Lines in which "failed" appears should be pulled from the data below.

[Stored items]
Segment Open
//! Error types for imshelf-core.

use std::path::PathBuf;

use thiserror::Error;

/// Errors from an open attempt (admission, parse, registration).
///
/// Every terminal failure carries the originating path so the host can show
/// it to the user.
#[derive(Error, Debug)]
pub enum OpenError {
    /// The path does not exist. Terminal, no retry.
    #[error("File not found: {path}")]
    NotFound { path: PathBuf },

    /// A fresh lock marker did not clear within the bounded wait. Terminal.
    #[error("File is locked by another instance: {path}")]
    Locked { path: PathBuf },

    /// The user declined a prompt (lock override, incompatibility warning).
    /// Cancels only this open attempt.
    #[error("Open of '{path}' cancelled at prompt '{prompt}'")]
    Cancelled { path: PathBuf, prompt: &'static str },

    /// The parser failed on every attempt up to the configured bound.
    #[error("Could not parse '{path}' after {attempts} attempts: {message}")]
    ParseFailure {
        path: PathBuf,
        attempts: u32,
        message: String,
    },

    /// Filesystem trouble outside the parser (lock removal, normalization).
    #[error("I/O error on '{path}': {source}")]
    Io {
        path: PathBuf,
        #[source]
        source: std::io::Error,
    },
}

/// Failure of a single post-open action. The pipeline logs it and moves on.
#[derive(Error, Debug)]
#[error("Post-open action '{action}' failed: {message}")]
pub struct ActionError {
    pub action: &'static str,
    pub message: String,
}

impl ActionError {
    pub fn new(action: &'static str, message: impl Into<String>) -> Self {
        ActionError {
            action,
            message: message.into(),
        }
    }
}

/// Failure of a save workflow, reported upward as an abort signal at
/// shutdown.
#[derive(Error, Debug)]
pub enum SaveError {
    #[error("I/O error while saving '{path}': {source}")]
    Io {
        path: PathBuf,
        #[source]
        source: std::io::Error,
    },

    #[error("Save of '{path}' rejected: {message}")]
    Rejected { path: PathBuf, message: String },
}

#[cfg(test)]
mod tests {
    use super::*;

    #[test]
    fn open_errors_name_the_path() {
        let err = OpenError::NotFound {
            path: PathBuf::from("/refs/library.bib"),
        };
        assert!(err.to_string().contains("/refs/library.bib"));

        let err = OpenError::ParseFailure {
            path: PathBuf::from("/refs/library.bib"),
            attempts: 5,
            message: "unbalanced braces".into(),
        };
        let msg = err.to_string();
        assert!(msg.contains("5 attempts"));
        assert!(msg.contains("unbalanced braces"));
    }

    #[test]
    fn action_error_names_the_action() {
        let err = ActionError::new("resolve_duplicate_keys", "boom");
        assert!(err.to_string().contains("resolve_duplicate_keys"));
    }
}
Segment Closed
**ANSWER SECTION**:
    /// The parser failed on every attempt up to the configured bound.
#[error("Post-open action '{action}' failed: {message}")]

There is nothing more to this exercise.